## Task directions:
The full set of entries below is to be returned unchanged.

[Saved entries]
◇ ◇ ◇ ◇ ◇

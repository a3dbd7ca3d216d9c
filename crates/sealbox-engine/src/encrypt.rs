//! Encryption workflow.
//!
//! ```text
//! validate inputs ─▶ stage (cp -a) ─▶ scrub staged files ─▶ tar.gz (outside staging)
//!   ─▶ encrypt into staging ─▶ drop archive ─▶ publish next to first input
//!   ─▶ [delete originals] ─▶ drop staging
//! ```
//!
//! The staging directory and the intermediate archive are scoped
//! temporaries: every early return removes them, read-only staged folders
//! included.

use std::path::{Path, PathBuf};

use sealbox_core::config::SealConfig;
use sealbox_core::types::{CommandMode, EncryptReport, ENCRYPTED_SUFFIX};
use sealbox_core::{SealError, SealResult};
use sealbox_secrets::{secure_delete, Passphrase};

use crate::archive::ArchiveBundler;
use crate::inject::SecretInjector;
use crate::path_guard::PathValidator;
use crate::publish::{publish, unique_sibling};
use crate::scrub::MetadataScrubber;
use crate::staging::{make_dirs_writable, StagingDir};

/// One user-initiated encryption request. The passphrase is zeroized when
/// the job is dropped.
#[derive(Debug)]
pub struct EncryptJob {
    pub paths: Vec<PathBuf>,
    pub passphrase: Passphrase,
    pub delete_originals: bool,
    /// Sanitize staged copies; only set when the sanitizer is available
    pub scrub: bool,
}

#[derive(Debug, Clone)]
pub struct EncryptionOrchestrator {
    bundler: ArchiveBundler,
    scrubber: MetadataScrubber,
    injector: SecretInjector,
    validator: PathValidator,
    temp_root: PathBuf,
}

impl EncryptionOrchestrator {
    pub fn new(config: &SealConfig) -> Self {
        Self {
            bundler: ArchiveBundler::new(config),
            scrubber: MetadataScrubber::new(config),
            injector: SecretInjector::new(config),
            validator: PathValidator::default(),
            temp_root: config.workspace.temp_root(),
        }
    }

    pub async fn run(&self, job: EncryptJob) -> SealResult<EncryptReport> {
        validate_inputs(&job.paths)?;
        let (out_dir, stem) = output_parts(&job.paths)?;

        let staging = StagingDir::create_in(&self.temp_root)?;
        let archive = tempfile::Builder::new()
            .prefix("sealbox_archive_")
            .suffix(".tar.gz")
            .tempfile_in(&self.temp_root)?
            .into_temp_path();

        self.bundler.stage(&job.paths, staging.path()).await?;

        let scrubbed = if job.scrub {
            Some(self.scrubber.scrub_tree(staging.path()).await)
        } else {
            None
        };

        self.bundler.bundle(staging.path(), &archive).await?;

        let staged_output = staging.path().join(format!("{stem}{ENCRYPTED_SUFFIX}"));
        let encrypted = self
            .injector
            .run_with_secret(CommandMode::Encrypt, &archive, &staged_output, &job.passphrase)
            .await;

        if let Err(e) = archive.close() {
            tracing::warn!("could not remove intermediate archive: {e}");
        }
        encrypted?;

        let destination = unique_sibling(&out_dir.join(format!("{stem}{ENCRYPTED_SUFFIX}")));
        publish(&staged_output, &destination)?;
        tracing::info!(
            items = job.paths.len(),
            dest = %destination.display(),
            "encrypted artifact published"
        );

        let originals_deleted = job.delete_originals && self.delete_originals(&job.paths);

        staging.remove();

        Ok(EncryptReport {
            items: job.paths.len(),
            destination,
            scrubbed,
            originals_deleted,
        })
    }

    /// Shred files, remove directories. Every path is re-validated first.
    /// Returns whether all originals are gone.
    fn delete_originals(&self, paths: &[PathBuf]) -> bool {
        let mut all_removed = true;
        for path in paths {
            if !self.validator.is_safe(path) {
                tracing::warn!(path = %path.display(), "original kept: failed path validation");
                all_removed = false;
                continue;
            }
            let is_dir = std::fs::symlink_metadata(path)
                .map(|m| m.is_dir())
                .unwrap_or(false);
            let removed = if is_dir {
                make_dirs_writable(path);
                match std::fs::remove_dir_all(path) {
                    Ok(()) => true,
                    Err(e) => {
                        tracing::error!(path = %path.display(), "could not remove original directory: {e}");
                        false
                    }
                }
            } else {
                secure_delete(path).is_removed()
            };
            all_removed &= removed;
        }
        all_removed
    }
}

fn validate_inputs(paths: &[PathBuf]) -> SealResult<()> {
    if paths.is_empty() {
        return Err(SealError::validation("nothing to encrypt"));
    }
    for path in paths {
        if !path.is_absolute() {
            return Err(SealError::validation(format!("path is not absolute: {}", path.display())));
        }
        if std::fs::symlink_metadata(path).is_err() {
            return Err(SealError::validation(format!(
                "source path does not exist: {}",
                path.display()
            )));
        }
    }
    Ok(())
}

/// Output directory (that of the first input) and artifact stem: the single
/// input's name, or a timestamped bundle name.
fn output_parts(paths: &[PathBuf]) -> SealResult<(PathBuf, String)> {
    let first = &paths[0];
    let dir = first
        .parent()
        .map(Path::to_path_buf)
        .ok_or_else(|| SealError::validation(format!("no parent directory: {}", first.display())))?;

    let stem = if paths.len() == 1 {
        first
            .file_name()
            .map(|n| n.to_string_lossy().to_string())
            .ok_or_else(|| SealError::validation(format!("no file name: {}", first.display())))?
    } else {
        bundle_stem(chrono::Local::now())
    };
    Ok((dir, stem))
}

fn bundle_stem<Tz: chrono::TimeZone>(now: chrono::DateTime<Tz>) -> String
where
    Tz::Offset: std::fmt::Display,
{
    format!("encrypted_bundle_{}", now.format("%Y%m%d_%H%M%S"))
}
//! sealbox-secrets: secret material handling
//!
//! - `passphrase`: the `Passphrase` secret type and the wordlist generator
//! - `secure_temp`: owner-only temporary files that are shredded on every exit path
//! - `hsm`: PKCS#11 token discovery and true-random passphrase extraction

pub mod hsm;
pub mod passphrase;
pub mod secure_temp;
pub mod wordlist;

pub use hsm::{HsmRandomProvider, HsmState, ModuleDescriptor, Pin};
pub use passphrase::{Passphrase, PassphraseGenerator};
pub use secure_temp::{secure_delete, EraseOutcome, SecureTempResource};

◇ ◇ ◇ ◇ ◇

## Output for this exercise:
repository a3dbd7ca3d216d9c
filename crates/sealbox-engine/src/encrypt.rs
//! Encryption workflow.
//!
//! ```text
//! validate inputs ─▶ stage (cp -a) ─▶ scrub staged files ─▶ tar.gz (outside staging)
//!   ─▶ encrypt into staging ─▶ drop archive ─▶ publish next to first input
//!   ─▶ [delete originals] ─▶ drop staging
//! ```
//!
//! The staging directory and the intermediate archive are scoped
//! temporaries: every early return removes them, read-only staged folders
//! included.

use std::path::{Path, PathBuf};

use sealbox_core::config::SealConfig;
use sealbox_core::types::{CommandMode, EncryptReport, ENCRYPTED_SUFFIX};
use sealbox_core::{SealError, SealResult};
use sealbox_secrets::{secure_delete, Passphrase};

use crate::archive::ArchiveBundler;
use crate::inject::SecretInjector;
use crate::path_guard::PathValidator;
use crate::publish::{publish, unique_sibling};
use crate::scrub::MetadataScrubber;
use crate::staging::{make_dirs_writable, StagingDir};

/// One user-initiated encryption request. The passphrase is zeroized when
/// the job is dropped.
#[derive(Debug)]
pub struct EncryptJob {
    pub paths: Vec<PathBuf>,
    pub passphrase: Passphrase,
    pub delete_originals: bool,
    /// Sanitize staged copies; only set when the sanitizer is available
    pub scrub: bool,
}

#[derive(Debug, Clone)]
pub struct EncryptionOrchestrator {
    bundler: ArchiveBundler,
    scrubber: MetadataScrubber,
    injector: SecretInjector,
    validator: PathValidator,
    temp_root: PathBuf,
}

impl EncryptionOrchestrator {
    pub fn new(config: &SealConfig) -> Self {
        Self {
            bundler: ArchiveBundler::new(config),
            scrubber: MetadataScrubber::new(config),
            injector: SecretInjector::new(config),
            validator: PathValidator::default(),
            temp_root: config.workspace.temp_root(),
        }
    }

    pub async fn run(&self, job: EncryptJob) -> SealResult<EncryptReport> {
        validate_inputs(&job.paths)?;
        let (out_dir, stem) = output_parts(&job.paths)?;

        let staging = StagingDir::create_in(&self.temp_root)?;
        let archive = tempfile::Builder::new()
            .prefix("sealbox_archive_")
            .suffix(".tar.gz")
            .tempfile_in(&self.temp_root)?
            .into_temp_path();

        self.bundler.stage(&job.paths, staging.path()).await?;

        let scrubbed = if job.scrub {
            Some(self.scrubber.scrub_tree(staging.path()).await)
        } else {
            None
        };

        self.bundler.bundle(staging.path(), &archive).await?;

        let staged_output = staging.path().join(format!("{stem}{ENCRYPTED_SUFFIX}"));
        let encrypted = self
            .injector
            .run_with_secret(CommandMode::Encrypt, &archive, &staged_output, &job.passphrase)
            .await;

        if let Err(e) = archive.close() {
            tracing::warn!("could not remove intermediate archive: {e}");
        }
        encrypted?;

        let destination = unique_sibling(&out_dir.join(format!("{stem}{ENCRYPTED_SUFFIX}")));
        publish(&staged_output, &destination)?;
        tracing::info!(
            items = job.paths.len(),
            dest = %destination.display(),
            "encrypted artifact published"
        );

        let originals_deleted = job.delete_originals && self.delete_originals(&job.paths);

        staging.remove();

        Ok(EncryptReport {
            items: job.paths.len(),
            destination,
            scrubbed,
            originals_deleted,
        })
    }

    /// Shred files, remove directories. Every path is re-validated first.
    /// Returns whether all originals are gone.
    fn delete_originals(&self, paths: &[PathBuf]) -> bool {
        let mut all_removed = true;
        for path in paths {
            if !self.validator.is_safe(path) {
                tracing::warn!(path = %path.display(), "original kept: failed path validation");
                all_removed = false;
                continue;
            }
            let is_dir = std::fs::symlink_metadata(path)
                .map(|m| m.is_dir())
                .unwrap_or(false);
            let removed = if is_dir {
                make_dirs_writable(path);
                match std::fs::remove_dir_all(path) {
                    Ok(()) => true,
                    Err(e) => {
                        tracing::error!(path = %path.display(), "could not remove original directory: {e}");
                        false
                    }
                }
            } else {
                secure_delete(path).is_removed()
            };
            all_removed &= removed;
        }
        all_removed
    }
}

fn validate_inputs(paths: &[PathBuf]) -> SealResult<()> {
    if paths.is_empty() {
        return Err(SealError::validation("nothing to encrypt"));
    }
    for path in paths {
        if !path.is_absolute() {
            return Err(SealError::validation(format!("path is not absolute: {}", path.display())));
        }
        if std::fs::symlink_metadata(path).is_err() {
            return Err(SealError::validation(format!(
                "source path does not exist: {}",
                path.display()
            )));
        }
    }
    Ok(())
}

/// Output directory (that of the first input) and artifact stem: the single
/// input's name, or a timestamped bundle name.
fn output_parts(paths: &[PathBuf]) -> SealResult<(PathBuf, String)> {
    let first = &paths[0];
    let dir = first
        .parent()
        .map(Path::to_path_buf)
        .ok_or_else(|| SealError::validation(format!("no parent directory: {}", first.display())))?;

    let stem = if paths.len() == 1 {
        first
            .file_name()
            .map(|n| n.to_string_lossy().to_string())
            .ok_or_else(|| SealError::validation(format!("no file name: {}", first.display())))?
    } else {
        bundle_stem(chrono::Local::now())
    };
    Ok((dir, stem))
}

fn bundle_stem<Tz: chrono::TimeZone>(now: chrono::DateTime<Tz>) -> String
where
    Tz::Offset: std::fmt::Display,
{
    format!("encrypted_bundle_{}", now.format("%Y%m%d_%H%M%S"))
}
//! sealbox-secrets: secret material handling
//!
//! - `passphrase`: the `Passphrase` secret type and the wordlist generator
//! - `secure_temp`: owner-only temporary files that are shredded on every exit path
//! - `hsm`: PKCS#11 token discovery and true-random passphrase extraction

pub mod hsm;
pub mod passphrase;
pub mod secure_temp;
pub mod wordlist;

pub use hsm::{HsmRandomProvider, HsmState, ModuleDescriptor, Pin};
pub use passphrase::{Passphrase, PassphraseGenerator};
pub use secure_temp::{secure_delete, EraseOutcome, SecureTempResource};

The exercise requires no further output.